A special election — asking voters whether the planning commission should be elected — will be June 6.

In March, Tom Morphet and nine other sponsors of the petition garnered 317 signatures, more than the required 260, to get the question on the ballot. A positive vote would make the seven-member body elected to three-year staggered terms.

A controversial planning commission meeting in December motivated Morphet to seek turning the commission into an elected body after the commission voted 3-2 to permit a heliport at 24 Mile Haines Highway and recommended filling two vacant seats with incumbent commissioners over two professional engineers. The decision to permit the heliport was later overturned by the assembly.

Proponents of electing planning commissioners argue that commissioners will be more accountable to the public if they’re elected, that the appointment process is overly politicized and that commissioners have a history of voting based on personal agendas over the public interest.

Planning Commissioner Diana Lapham disputes those claims.
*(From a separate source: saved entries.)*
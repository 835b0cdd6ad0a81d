//! Shared error types for the services crate.

use thiserror::Error;

use learn_core::ErrorKind;
use learn_core::config::SettingsError;
use learn_core::scheduler::SchedulerError;
use learn_core::session::SessionError;
use storage::StorageError;

/// Errors emitted by `ReviewService`.
#[derive(Debug, Error)]
#[non_exhaustive]
pub enum ReviewServiceError {
    #[error(transparent)]
    Scheduler(#[from] SchedulerError),
    #[error(transparent)]
    Storage(#[from] StorageError),
}

/// Errors emitted by `StreakService`.
#[derive(Debug, Error)]
#[non_exhaustive]
pub enum StreakServiceError {
    #[error(transparent)]
    Storage(#[from] StorageError),
}

/// Errors emitted by `StudyLoopService`.
#[derive(Debug, Error)]
#[non_exhaustive]
pub enum StudyServiceError {
    #[error(transparent)]
    Session(#[from] SessionError),
    #[error(transparent)]
    Streak(#[from] StreakServiceError),
    #[error(transparent)]
    Storage(#[from] StorageError),
    #[error("session is not complete")]
    NotComplete,
}

impl StudyServiceError {
    /// The core error kind, when the failure is a caller contract violation.
    #[must_use]
    pub fn kind(&self) -> Option<ErrorKind> {
        match self {
            StudyServiceError::Session(err) => Some(err.kind()),
            StudyServiceError::NotComplete => Some(ErrorKind::InvalidState),
            StudyServiceError::Streak(_) | StudyServiceError::Storage(_) => None,
        }
    }
}

/// Errors emitted by `StatsService`.
#[derive(Debug, Error)]
#[non_exhaustive]
pub enum StatsError {
    #[error("reporting window does not fit the calendar")]
    DateOutOfRange,
    #[error(transparent)]
    Storage(#[from] StorageError),
}

/// Errors emitted while loading `StudyConfig`.
#[derive(Debug, Error)]
#[non_exhaustive]
pub enum ConfigError {
    #[error("failed to read config: {0}")]
    Io(#[from] std::io::Error),
    #[error("failed to parse config: {0}")]
    Parse(#[from] toml::de::Error),
    #[error(transparent)]
    Settings(#[from] SettingsError),
    #[error("stats windows must be at least 1 day")]
    InvalidStatsWindow,
}
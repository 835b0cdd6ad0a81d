//! Dashboard aggregates computed through the activity port.

use std::sync::Arc;

use chrono::{DateTime, Days, FixedOffset, NaiveDate, NaiveTime, Offset, Utc};

use learn_core::time::Clock;
use storage::{ReviewActivityRepository, StatusCounts};

use crate::config::StatsSettings;
use crate::error::StatsError;

/// Snapshot shown on the learner's dashboard.
#[derive(Debug, Clone, Copy, PartialEq, Eq)]
pub struct DashboardStats {
    pub status: StatusCounts,
    pub recent_activity: u32,
    pub activity_streak: u32,
}

#[derive(Clone)]
pub struct StatsService {
    clock: Clock,
    offset: FixedOffset,
    settings: StatsSettings,
    activity: Arc<dyn ReviewActivityRepository>,
}

impl StatsService {
    #[must_use]
    pub fn new(clock: Clock, activity: Arc<dyn ReviewActivityRepository>) -> Self {
        Self {
            clock,
            offset: Utc.fix(),
            settings: StatsSettings::default(),
            activity,
        }
    }

    #[must_use]
    pub fn with_settings(mut self, settings: StatsSettings) -> Self {
        self.settings = settings;
        self
    }

    /// Day boundaries for the per-day scan, normally the streak tracker's offset.
    #[must_use]
    pub fn with_offset(mut self, offset: FixedOffset) -> Self {
        self.offset = offset;
        self
    }

    /// # Errors
    ///
    /// Returns `StatsError::Storage` if the counts cannot be read.
    pub async fn status_breakdown(&self) -> Result<StatusCounts, StatsError> {
        Ok(self.activity.status_counts().await?)
    }

    /// Cards reviewed within the last `recent_activity_days`.
    ///
    /// # Errors
    ///
    /// Returns `StatsError::DateOutOfRange` if the window start underflows, or storage errors.
    pub async fn recent_activity(&self) -> Result<u32, StatsError> {
        let since = self
            .clock
            .now()
            .checked_sub_days(Days::new(u64::from(self.settings.recent_activity_days)))
            .ok_or(StatsError::DateOutOfRange)?;
        Ok(self.activity.count_reviewed_since(since).await?)
    }

    /// Consecutive days, ending today, with at least one review.
    ///
    /// Scans one calendar day at a time and stops at the first empty day or
    /// after `activity_lookback_days`.
    ///
    /// # Errors
    ///
    /// Returns `StatsError::DateOutOfRange` if a day boundary cannot be built, or storage errors.
    pub async fn activity_streak(&self) -> Result<u32, StatsError> {
        let today = self.clock.now().with_timezone(&self.offset).date_naive();
        let mut streak = 0;

        for back in 0..self.settings.activity_lookback_days {
            let day = today
                .checked_sub_days(Days::new(u64::from(back)))
                .ok_or(StatsError::DateOutOfRange)?;
            let start = self.day_start(day)?;
            let end = self.day_start(day.succ_opt().ok_or(StatsError::DateOutOfRange)?)?;

            if self.activity.count_reviewed_between(start, end).await? == 0 {
                break;
            }
            streak += 1;
        }

        tracing::debug!(streak, "activity streak computed");
        Ok(streak)
    }

    /// # Errors
    ///
    /// Propagates the errors of the individual aggregates.
    pub async fn dashboard(&self) -> Result<DashboardStats, StatsError> {
        Ok(DashboardStats {
            status: self.status_breakdown().await?,
            recent_activity: self.recent_activity().await?,
            activity_streak: self.activity_streak().await?,
        })
    }

    fn day_start(&self, day: NaiveDate) -> Result<DateTime<Utc>, StatsError> {
        day.and_time(NaiveTime::MIN)
            .and_local_timezone(self.offset)
            .single()
            .map(|local| local.with_timezone(&Utc))
            .ok_or(StatsError::DateOutOfRange)
    }
}
use chrono::FixedOffset;
use serde::{Deserialize, Serialize};
use thiserror::Error;

/// Smallest ease factor a card may ever carry.
pub const MIN_EASE_FACTOR: f64 = 1.3;

/// Ease factor assumed for a card that has never been reviewed.
pub const DEFAULT_EASE_FACTOR: f64 = 2.5;

/// Interval (in days) assumed for a card that has never been reviewed.
pub const DEFAULT_INTERVAL_DAYS: u32 = 1;

const MAX_UTC_OFFSET_MINUTES: i32 = 24 * 60;

//
// ─── ERRORS ────────────────────────────────────────────────────────────────────
//

#[derive(Debug, Error, Clone, PartialEq)]
#[non_exhaustive]
pub enum SettingsError {
    #[error("initial ease factor must be finite and at least {MIN_EASE_FACTOR}, got {provided}")]
    InvalidInitialEaseFactor { provided: f64 },

    #[error("initial interval must be at least 1 day")]
    InvalidInitialInterval,

    #[error("UTC offset must be strictly within ±24h, got {provided} minutes")]
    InvalidUtcOffset { provided: i32 },
}

//
// ─── SCHEDULER SETTINGS ────────────────────────────────────────────────────────
//

/// How the repetition counter reacts to a failed recall.
#[derive(Debug, Clone, Copy, PartialEq, Eq, Default, Serialize, Deserialize)]
#[serde(rename_all = "snake_case")]
pub enum RepetitionPolicy {
    /// Count every scheduling call, including failed recalls.
    #[default]
    AlwaysIncrement,
    /// Classic SM-2: a failed recall resets the counter to zero.
    ResetOnLapse,
}

/// Tunables for the review scheduler.
#[derive(Debug, Clone, Copy, PartialEq, Serialize, Deserialize)]
#[serde(default, deny_unknown_fields)]
pub struct SchedulerSettings {
    initial_ease_factor: f64,
    initial_interval_days: u32,
    repetition_policy: RepetitionPolicy,
}

impl SchedulerSettings {
    /// Creates validated scheduler settings.
    ///
    /// # Errors
    ///
    /// Returns `InvalidInitialEaseFactor` if the ease factor is non-finite or below
    /// the floor, and `InvalidInitialInterval` if the interval is zero.
    pub fn new(
        initial_ease_factor: f64,
        initial_interval_days: u32,
        repetition_policy: RepetitionPolicy,
    ) -> Result<Self, SettingsError> {
        let settings = Self {
            initial_ease_factor,
            initial_interval_days,
            repetition_policy,
        };
        settings.validate()?;
        Ok(settings)
    }

    /// Re-checks invariants, used after deserializing.
    ///
    /// # Errors
    ///
    /// See [`SchedulerSettings::new`].
    pub fn validate(&self) -> Result<(), SettingsError> {
        if !self.initial_ease_factor.is_finite() || self.initial_ease_factor < MIN_EASE_FACTOR {
            return Err(SettingsError::InvalidInitialEaseFactor {
                provided: self.initial_ease_factor,
            });
        }
        if self.initial_interval_days == 0 {
            return Err(SettingsError::InvalidInitialInterval);
        }
        Ok(())
    }

    #[must_use]
    pub fn with_repetition_policy(mut self, policy: RepetitionPolicy) -> Self {
        self.repetition_policy = policy;
        self
    }

    #[must_use]
    pub fn initial_ease_factor(&self) -> f64 {
        self.initial_ease_factor
    }

    #[must_use]
    pub fn initial_interval_days(&self) -> u32 {
        self.initial_interval_days
    }

    #[must_use]
    pub fn repetition_policy(&self) -> RepetitionPolicy {
        self.repetition_policy
    }
}

impl Default for SchedulerSettings {
    fn default() -> Self {
        Self {
            initial_ease_factor: DEFAULT_EASE_FACTOR,
            initial_interval_days: DEFAULT_INTERVAL_DAYS,
            repetition_policy: RepetitionPolicy::default(),
        }
    }
}

//
// ─── STREAK SETTINGS ───────────────────────────────────────────────────────────
//

/// Where the learner's calendar day begins, expressed as a fixed UTC offset.
#[derive(Debug, Clone, Copy, PartialEq, Eq, Default, Serialize, Deserialize)]
#[serde(default, deny_unknown_fields)]
pub struct StreakSettings {
    utc_offset_minutes: i32,
}

impl StreakSettings {
    /// # Errors
    ///
    /// Returns `InvalidUtcOffset` if the offset is a full day or more.
    pub fn new(utc_offset_minutes: i32) -> Result<Self, SettingsError> {
        let settings = Self { utc_offset_minutes };
        settings.offset()?;
        Ok(settings)
    }

    #[must_use]
    pub fn utc_offset_minutes(&self) -> i32 {
        self.utc_offset_minutes
    }

    /// The offset used to cut timestamps into calendar days.
    ///
    /// # Errors
    ///
    /// Returns `InvalidUtcOffset` if the stored minutes are out of range.
    pub fn offset(&self) -> Result<FixedOffset, SettingsError> {
        let invalid = SettingsError::InvalidUtcOffset {
            provided: self.utc_offset_minutes,
        };
        if self.utc_offset_minutes.abs() >= MAX_UTC_OFFSET_MINUTES {
            return Err(invalid);
        }
        FixedOffset::east_opt(self.utc_offset_minutes * 60).ok_or(invalid)
    }
}

#[cfg(test)]
mod tests {
    use super::*;

    #[test]
    fn default_scheduler_settings_are_valid() {
        let settings = SchedulerSettings::default();
        assert!(settings.validate().is_ok());
        assert_eq!(settings.initial_ease_factor(), DEFAULT_EASE_FACTOR);
        assert_eq!(settings.initial_interval_days(), 1);
        assert_eq!(settings.repetition_policy(), RepetitionPolicy::AlwaysIncrement);
    }

    #[test]
    fn scheduler_settings_reject_bad_values() {
        assert!(matches!(
            SchedulerSettings::new(1.2, 1, RepetitionPolicy::AlwaysIncrement),
            Err(SettingsError::InvalidInitialEaseFactor { .. })
        ));
        assert!(matches!(
            SchedulerSettings::new(f64::NAN, 1, RepetitionPolicy::AlwaysIncrement),
            Err(SettingsError::InvalidInitialEaseFactor { .. })
        ));
        assert_eq!(
            SchedulerSettings::new(2.5, 0, RepetitionPolicy::ResetOnLapse),
            Err(SettingsError::InvalidInitialInterval)
        );
    }

    #[test]
    fn streak_offset_bounds() {
        assert_eq!(
            StreakSettings::new(-300).unwrap().offset().unwrap(),
            FixedOffset::west_opt(5 * 3600).unwrap()
        );
        assert_eq!(
            StreakSettings::new(24 * 60),
            Err(SettingsError::InvalidUtcOffset { provided: 1440 })
        );
    }
}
She argues that the appointing commissioners takes politics out of an otherwise political electoral process.

“We have a rubric of how we vote for new members, highest value wins the seat,” Lapham said. “From there we make a recommendation to the Mayor. (The Mayor) has full authority to rule against us, or agree.

“From there it goes to the assembly for approval. The commission and the Mayor look for a balanced commission. By making the seats on the planning commission elected, then you have a political commission.”
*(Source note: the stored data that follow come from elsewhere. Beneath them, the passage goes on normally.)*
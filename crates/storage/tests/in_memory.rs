use chrono::Duration;
use learn_core::model::{CardId, DeckId, RecallQuality};
use learn_core::scheduler::Scheduler;
use learn_core::streak::DeckStreakState;
use learn_core::time::utc_date;
use storage::{
    DeckStreakRepository, InMemoryRepository, MemoryStateRepository, ReviewActivityRepository,
    Storage,
};

#[tokio::test]
async fn batch_lookup_preserves_order_and_gaps() {
    let repo = InMemoryRepository::new();
    let state = Scheduler::new()
        .review(None, RecallQuality::Good, utc_date(2024, 1, 1))
        .unwrap();
    repo.upsert_memory_state(CardId::new(2), &state).await.unwrap();

    let found = repo
        .get_memory_states(&[CardId::new(1), CardId::new(2), CardId::new(3)])
        .await
        .unwrap();
    assert_eq!(found, vec![None, Some(state), None]);
}

#[tokio::test]
async fn delete_removes_state_with_its_card() {
    let repo = InMemoryRepository::new();
    let state = Scheduler::new()
        .review(None, RecallQuality::Again, utc_date(2024, 1, 1))
        .unwrap();
    repo.upsert_memory_state(CardId::new(1), &state).await.unwrap();
    repo.delete_memory_state(CardId::new(1)).await.unwrap();
    assert!(repo.get_memory_state(CardId::new(1)).await.unwrap().is_none());
}

#[tokio::test]
async fn activity_counts_use_half_open_windows() {
    let repo = InMemoryRepository::new();
    let scheduler = Scheduler::new();
    let day = utc_date(2024, 4, 10);

    for (id, at) in [
        (1, day),
        (2, day + Duration::hours(23)),
        (3, day + Duration::days(1)),
    ] {
        let state = scheduler.review(None, RecallQuality::Good, at).unwrap();
        repo.upsert_memory_state(CardId::new(id), &state).await.unwrap();
    }

    let same_day = repo
        .count_reviewed_between(day, day + Duration::days(1))
        .await
        .unwrap();
    assert_eq!(same_day, 2);
    assert_eq!(repo.count_reviewed_since(day).await.unwrap(), 3);

    let counts = repo.status_counts().await.unwrap();
    assert_eq!(counts.review, 3);
    assert_eq!(counts.total(), 3);
}

#[tokio::test]
async fn storage_ports_share_one_backend() {
    let storage = Storage::in_memory();
    let deck = DeckId::new(4);
    let state = DeckStreakState {
        current_streak: 3,
        last_studied: Some(utc_date(2024, 1, 1)),
    };
    storage.streaks.save_streak(deck, &state).await.unwrap();
    assert_eq!(storage.streaks.get_streak(deck).await.unwrap(), state);

    let review = Scheduler::new()
        .review(None, RecallQuality::Easy, utc_date(2024, 1, 1))
        .unwrap();
    storage
        .memory
        .upsert_memory_state(CardId::new(1), &review)
        .await
        .unwrap();
    assert_eq!(storage.activity.status_counts().await.unwrap().learned, 1);
}
#![forbid(unsafe_code)]

pub mod config;
pub mod error;
pub mod model;
pub mod scheduler;
pub mod session;
pub mod streak;
pub mod time;

pub use error::{Error, ErrorKind};
pub use time::Clock;
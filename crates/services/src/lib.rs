#![forbid(unsafe_code)]

pub mod app_services;
pub mod config;
pub mod error;
pub mod review_service;
pub mod sessions;
pub mod stats_service;
pub mod streak_service;

pub use learn_core::Clock;

pub use app_services::StudyServices;
pub use config::{StatsSettings, StudyConfig};
pub use error::{
    ConfigError, ReviewServiceError, StatsError, StreakServiceError, StudyServiceError,
};
pub use review_service::ReviewService;
pub use sessions::{StudyAnswer, StudyLoopService};
pub use stats_service::{DashboardStats, StatsService};
pub use streak_service::StreakService;
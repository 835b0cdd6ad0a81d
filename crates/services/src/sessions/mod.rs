mod workflow;

// Public API of the sitting orchestration.
pub use workflow::{StudyAnswer, StudyLoopService};
use thiserror::Error;

use crate::config::SettingsError;
use crate::model::ReviewError;
use crate::scheduler::SchedulerError;
use crate::session::SessionError;

/// The two ways a caller can misuse the core.
#[derive(Debug, Clone, Copy, PartialEq, Eq)]
pub enum ErrorKind {
    /// Out-of-range or malformed input such as a quality outside 1-4.
    InvalidInput,
    /// An operation issued from a state that forbids it.
    InvalidState,
}

#[derive(Debug, Error, Clone, PartialEq)]
pub enum Error {
    #[error(transparent)]
    Review(#[from] ReviewError),
    #[error(transparent)]
    Scheduler(#[from] SchedulerError),
    #[error(transparent)]
    Session(#[from] SessionError),
    #[error(transparent)]
    Settings(#[from] SettingsError),
}

impl Error {
    #[must_use]
    pub fn kind(&self) -> ErrorKind {
        match self {
            Error::Review(_) | Error::Settings(_) => ErrorKind::InvalidInput,
            Error::Scheduler(err) => err.kind(),
            Error::Session(err) => err.kind(),
        }
    }
}

#[cfg(test)]
mod tests {
    use super::*;
    use crate::model::RecallQuality;
    use crate::session::{SessionOperation, SessionPhase};

    #[test]
    fn kinds_are_preserved_through_conversion() {
        let quality: Error = RecallQuality::from_u8(7).unwrap_err().into();
        assert_eq!(quality.kind(), ErrorKind::InvalidInput);

        let state: Error = SessionError::InvalidState {
            operation: SessionOperation::Skip,
            phase: SessionPhase::AwaitingReveal,
        }
        .into();
        assert_eq!(state.kind(), ErrorKind::InvalidState);
        assert_eq!(
            state.to_string(),
            "cannot skip while the session is awaiting reveal"
        );
    }
}
//! TOML-backed configuration for the study services.

use std::path::Path;

use serde::{Deserialize, Serialize};

use learn_core::config::{SchedulerSettings, StreakSettings};
use learn_core::scheduler::Scheduler;
use learn_core::streak::StreakTracker;

use crate::error::ConfigError;

/// Reporting windows for the dashboard.
#[derive(Debug, Clone, Copy, PartialEq, Eq, Serialize, Deserialize)]
#[serde(default, deny_unknown_fields)]
pub struct StatsSettings {
    /// Days counted by "recent activity".
    pub recent_activity_days: u32,
    /// Furthest back the activity streak looks.
    pub activity_lookback_days: u32,
}

impl Default for StatsSettings {
    fn default() -> Self {
        Self {
            recent_activity_days: 7,
            activity_lookback_days: 30,
        }
    }
}

/// Top-level configuration, every section optional.
///
/// ```toml
/// [scheduler]
/// initial_ease_factor = 2.5
/// initial_interval_days = 1
/// repetition_policy = "always_increment"
///
/// [streak]
/// utc_offset_minutes = -300
///
/// [stats]
/// recent_activity_days = 7
/// activity_lookback_days = 30
/// ```
#[derive(Debug, Clone, Copy, Default, PartialEq, Serialize, Deserialize)]
#[serde(default, deny_unknown_fields)]
pub struct StudyConfig {
    pub scheduler: SchedulerSettings,
    pub streak: StreakSettings,
    pub stats: StatsSettings,
}

impl StudyConfig {
    /// Parse and validate configuration from TOML text.
    ///
    /// # Errors
    ///
    /// Returns `ConfigError::Parse` for malformed TOML or unknown keys, and a
    /// validation error if any value is out of range.
    pub fn from_toml_str(text: &str) -> Result<Self, ConfigError> {
        let config: Self = toml::from_str(text)?;
        config.validate()?;
        Ok(config)
    }

    /// Load configuration from a TOML file.
    ///
    /// # Errors
    ///
    /// Returns `ConfigError::Io` if the file cannot be read, otherwise as
    /// [`StudyConfig::from_toml_str`].
    pub fn from_file(path: &Path) -> Result<Self, ConfigError> {
        let text = std::fs::read_to_string(path)?;
        let config = Self::from_toml_str(&text)?;
        tracing::debug!(path = %path.display(), "loaded study config");
        Ok(config)
    }

    /// # Errors
    ///
    /// Returns the first invalid setting found.
    pub fn validate(&self) -> Result<(), ConfigError> {
        self.scheduler.validate()?;
        self.streak.offset()?;
        if self.stats.recent_activity_days == 0 || self.stats.activity_lookback_days == 0 {
            return Err(ConfigError::InvalidStatsWindow);
        }
        Ok(())
    }

    #[must_use]
    pub fn scheduler(&self) -> Scheduler {
        Scheduler::with_settings(self.scheduler)
    }

    /// # Errors
    ///
    /// Returns `ConfigError::Settings` if the UTC offset is out of range.
    pub fn streak_tracker(&self) -> Result<StreakTracker, ConfigError> {
        Ok(StreakTracker::from_settings(&self.streak)?)
    }
}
Despite the commission voting for long-time commissioner Rob Goldberg, he was removed from the commission by Mayor Douglas Olerud late last year. He’d served on the commission for 20 years and served as chair for nearly half that time. He says recent decisions have resulted in a planning commission that is ideologically homogenous, made up mostly of people who live within the townsite.

“We’ve ended up with a planning commission that essentially votes as a block,” Goldberg said. “There is very little diversity in point of view of the people on the commission. I don’t think that point of view represents the will of the people of the borough.”

Current chair Zack Ferrin thinks the opposite is true and says the planning commission has a track record of including members with diverse viewpoints, made up of residents who don’t necessarily want to get involved in politics but still want to serve the community.

“You get people like me,” Ferrin said. “I have no desire to run for assembly, but I do still feel that my time is valuable, and the planning commission is a good way to do that. It’s a good way to be heard. That being said, if the yes passes, we’re going to get politicians.”

Sarah Chapell was one of 10 sponsors who circulated the petition. She says she was motivated to get involved largely because she wanted a conversation to take place about making changes to a commission she thinks requires more accountability.

“I think there is a problem that needs to be solved, and maybe electing our planning commission could help that process,” Chapell said. “It’s a body that has a lot of power. I think bringing questions to the electorate is generally a good way to make decisions.”

Travis Eckhoff was recently appointed to the planning commission. He was passed over by commission members when he applied, but Mayor Olerud appointed him anyway. A professional engineer, Eckhoff said while it’s great that the public has the opportunity to vote on the matter, he thinks commission members should be appointed based on professional qualifications and experience subject to the approval of the assembly.

“This minimizes political influence in the planning process while allowing elected representatives a chance to weigh in on appointments on behalf of their constituents,” he said.

Morphet circulated a petition in 2018 that placed on the ballot a question about whether or not voters wanted to elect members of the planning commission, port and harbor advisory committee, public safety commission and tourism advisory board. The initiative failed 592, to 277.

All Haines Borough advisory boards are appointed bodies. Petersburg is the only community in Southeast that elects its planning commission members.